Molecular inflammation hypothesis of aging based on the anti-aging mechanism of calorie restriction

Accumulating evidence strongly suggests that oxidative stress underlies aging processes. Research provides consistent evidence that calorie restriction (CR) reduces age-related oxidative stress and has anti-inflammatory properties. However, information is lacking on the molecular mechanism that would better define the interrelation of reactive oxygen species and nitrogen species and the pro-inflammatory states of the aging process. In this review, the biochemical and molecular bases of the inflammatory process in the aging process are analyzed to delineate the molecular inflammation hypothesis of aging. The key players involved in the proposed hypothesis are the age-related upregulation of NF-κB, IL-β, IL-6, TNFα, cyclooxygenase-2, and inducible NO synthase, all of which are attenuated by CR. Furthermore, age-related NFκB activation is associated with phosphorylation by IκB kinase/NIK and MAPKs, while CR blocked these activation processes. The modulation of these factors provides molecular insights of the anti-inflammatory action of CR in relation to the aging process.

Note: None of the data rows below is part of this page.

use extreme_value_models::models::evd::gpd_quantile;
use extreme_value_models::{
    Covariates, EvaModel, FitError, FittedEva, McmcOptions, ReturnLevelError, ThresholdContext,
    Variable, fit_bayesian_with_options, fit_mle, fit_pwm, standardize_covariate,
    threshold_return_level, threshold_return_level_intervals,
};
use rand::rngs::StdRng;
use rand::{Rng, SeedableRng};

fn gpd_sample(n: usize, scale: f64, shape: f64, seed: u64) -> Vec<f64> {
    let mut rng = StdRng::seed_from_u64(seed);
    (0..n)
        .map(|_| {
            let u: f64 = rng.random_range(f64::MIN_POSITIVE..1.0);
            gpd_quantile(u, scale, shape)
        })
        .collect()
}

fn exceedance_model(values: Vec<f64>) -> EvaModel {
    EvaModel::threshold_exceedance(Variable::new("exceedances", values), Covariates::default())
        .expect("model should build")
}

#[test]
fn mle_round_trips_simulated_parameters() {
    let model = exceedance_model(gpd_sample(5_000, 2.0, 0.2, 31));
    let fit = fit_mle(&model).expect("fit should converge");
    let theta = fit.theta();
    assert!((theta[0].exp() - 2.0).abs() < 0.2, "scale = {}", theta[0].exp());
    assert!((theta[1] - 0.2).abs() < 0.05, "shape = {}", theta[1]);
}

#[test]
fn pwm_tracks_the_generating_parameters_on_large_samples() {
    let model = exceedance_model(gpd_sample(10_000, 2.0, 0.1, 37));
    let fit = fit_pwm(&model).expect("fit should succeed");
    let theta = fit.theta();
    assert!(
        (theta[0].exp() - 2.0).abs() / 2.0 < 0.05,
        "scale = {}",
        theta[0].exp()
    );
    assert!((theta[1] - 0.1).abs() < 0.05, "shape = {}", theta[1]);
}

#[test]
fn exponential_data_yields_a_shape_near_zero() {
    let model = exceedance_model(gpd_sample(10_000, 1.5, 0.0, 41));
    let fit = fit_pwm(&model).expect("fit should succeed");
    assert!(fit.theta()[1].abs() < 0.05, "shape = {}", fit.theta()[1]);
}

#[test]
fn bayesian_credible_intervals_cover_the_generating_parameters() {
    let model = exceedance_model(gpd_sample(400, 2.0, 0.1, 43));
    let fit = fit_bayesian_with_options(
        &model,
        McmcOptions {
            niter: 6_000,
            warmup: 2_000,
            seed: 81,
            adapt_during_warmup: true,
        },
    )
    .expect("fit should run");
    let intervals = fit.credible_intervals(0.95).expect("intervals compute");
    let truth = [2.0f64.ln(), 0.1];
    for (interval, value) in intervals.iter().zip(truth) {
        assert!(
            interval.lower <= value && value <= interval.upper,
            "interval [{}, {}] misses {value}",
            interval.lower,
            interval.upper
        );
    }
}

#[test]
fn return_level_translates_exactly_with_the_threshold() {
    let model = exceedance_model(gpd_sample(500, 1.0, 0.05, 47));
    let fit: FittedEva = fit_mle(&model).expect("fit should converge").into();
    let base = ThresholdContext {
        threshold: 30.0,
        nobservation: 20_000,
        nobsperblock: 365,
    };
    let shifted = ThresholdContext {
        threshold: 33.5,
        ..base
    };

    let at_base = threshold_return_level(&fit, base, 100.0).expect("level should compute");
    let at_shifted = threshold_return_level(&fit, shifted, 100.0).expect("level should compute");
    assert!((at_shifted.estimates[0] - at_base.estimates[0] - 3.5).abs() < 1.0e-9);
}

#[test]
fn longer_periods_give_higher_threshold_levels() {
    let model = exceedance_model(gpd_sample(500, 1.0, 0.1, 53));
    let fit: FittedEva = fit_mle(&model).expect("fit should converge").into();
    let context = ThresholdContext {
        threshold: 25.0,
        nobservation: 20_000,
        nobsperblock: 365,
    };
    let decade = threshold_return_level(&fit, context, 10.0).expect("level should compute");
    let century = threshold_return_level(&fit, context, 100.0).expect("level should compute");
    assert!(century.estimates[0] > decade.estimates[0]);
    assert!(decade.estimates[0] > context.threshold);
}

#[test]
fn interval_strategies_all_bracket_the_point_estimate() {
    let exceedances = gpd_sample(800, 1.2, 0.1, 59);
    let context = ThresholdContext {
        threshold: 40.0,
        nobservation: 30_000,
        nobsperblock: 365,
    };

    let model = exceedance_model(exceedances);
    let fits: Vec<FittedEva> = vec![
        fit_mle(&model).expect("mle should converge").into(),
        fit_pwm(&model).expect("pwm should succeed").into(),
        fit_bayesian_with_options(
            &model,
            McmcOptions {
                niter: 3_000,
                warmup: 1_000,
                seed: 91,
                adapt_during_warmup: true,
            },
        )
        .expect("bayesian should run")
        .into(),
    ];

    for fit in &fits {
        let estimate = threshold_return_level(fit, context, 100.0)
            .expect("level should compute")
            .estimates[0];
        let intervals = threshold_return_level_intervals(fit, context, 100.0, 0.95)
            .expect("intervals should compute");
        assert!(
            intervals[0].lower <= estimate && estimate <= intervals[0].upper,
            "{}: [{}, {}] misses {estimate}",
            fit.strategy_label(),
            intervals[0].lower,
            intervals[0].upper
        );
    }
}

#[test]
fn invalid_return_inputs_are_rejected() {
    let model = exceedance_model(gpd_sample(200, 1.0, 0.0, 61));
    let fit: FittedEva = fit_pwm(&model).expect("fit should succeed").into();
    let context = ThresholdContext {
        threshold: 10.0,
        nobservation: 5_000,
        nobsperblock: 365,
    };

    assert!(matches!(
        threshold_return_level(&fit, context, -1.0),
        Err(ReturnLevelError::InvalidReturnPeriod { .. })
    ));
    assert!(matches!(
        threshold_return_level_intervals(&fit, context, 100.0, 1.95),
        Err(ReturnLevelError::Fit(FitError::InvalidConfidenceLevel { .. }))
    ));

    let broken = ThresholdContext {
        threshold: f64::NAN,
        ..context
    };
    assert!(matches!(
        threshold_return_level(&fit, broken, 100.0),
        Err(ReturnLevelError::InvalidThresholdContext)
    ));
}

#[test]
fn location_covariates_are_rejected_at_model_construction() {
    let trend = standardize_covariate(Variable::new("year", (0..50).map(f64::from).collect()))
        .expect("covariate should standardize");
    let result = EvaModel::threshold_exceedance(
        Variable::new("exceedances", gpd_sample(50, 1.0, 0.0, 67)),
        Covariates {
            location: vec![trend],
            ..Covariates::default()
        },
    );
    assert!(result.is_err());
}

#[test]
fn scale_covariate_model_links_one_distribution_per_row() {
    let n = 300;
    let covariate_values: Vec<f64> = (0..n).map(|i| f64::from(i) / 100.0).collect();
    let mut rng = StdRng::seed_from_u64(71);
    let exceedances: Vec<f64> = covariate_values
        .iter()
        .map(|&x| {
            let scale = (0.4 * x).exp();
            let u: f64 = rng.random_range(f64::MIN_POSITIVE..1.0);
            gpd_quantile(u, scale, 0.0)
        })
        .collect();

    let covariate = standardize_covariate(Variable::new("x", covariate_values))
        .expect("covariate should standardize");
    let model = EvaModel::threshold_exceedance(
        Variable::new("exceedances", exceedances),
        Covariates {
            log_scale: vec![covariate],
            ..Covariates::default()
        },
    )
    .expect("model should build");

    let fit = fit_mle(&model).expect("fit should converge");
    assert_eq!(fit.linked_distributions().len(), 300);
    // The fitted slope should carry the simulated sign.
    assert!(fit.theta()[1] > 0.0);
}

Based on available finding and our recent supporting evidence, we prefer to use "molecular inflammation" to emphasize the importance of the molecular reaction mechanisms and their aberrance, predisposing to fully expressed chronic inflammatory phenomena. It was further proposed that CR's major force of the regulation of redox-sensitive inflammation may well be its life-prolonging action. © 2002 Wiley-Liss, Inc.